[[ THE INPUT, beginning ]]
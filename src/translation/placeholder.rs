//! Deterministic placeholder translation.

use async_trait::async_trait;

use super::{TranslationBackend, TranslationMethod};
use crate::Result;
use crate::types::Language;

/// Characters of the source text kept by the placeholder.
const EXCERPT_CHARS: usize = 100;

/// Marks text as "translated" without any external dependency.
///
/// Never fails and never blocks; it closes every translation chain.
#[derive(Debug, Clone, Copy, Default)]
pub struct PlaceholderTranslator;

impl PlaceholderTranslator {
    /// The placeholder transform.
    ///
    /// Hindi: a fixed Hindi prefix followed by the first 100 characters of
    /// the text and an ellipsis. English: the text unchanged.
    pub fn transform(text: &str, target: Language) -> String {
        match target {
            Language::English => text.to_string(),
            Language::Hindi => {
                let excerpt: String = text.chars().take(EXCERPT_CHARS).collect();
                format!("आज आपकी ज्योतिषीय अंतर्दृष्टि: {excerpt}...")
            }
        }
    }
}

#[async_trait]
impl TranslationBackend for PlaceholderTranslator {
    fn name(&self) -> &str {
        "placeholder"
    }

    fn method(&self) -> TranslationMethod {
        TranslationMethod::Placeholder
    }

    fn is_available(&self) -> bool {
        true
    }

    async fn translate(&self, text: &str, target: Language) -> Result<String> {
        Ok(Self::transform(text, target))
    }
}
[[ THE INPUT, end ]]
Go through the data above and copy each line that holds the word "Result".

use crate::Result;
    async fn translate(&self, text: &str, target: Language) -> Result<String> {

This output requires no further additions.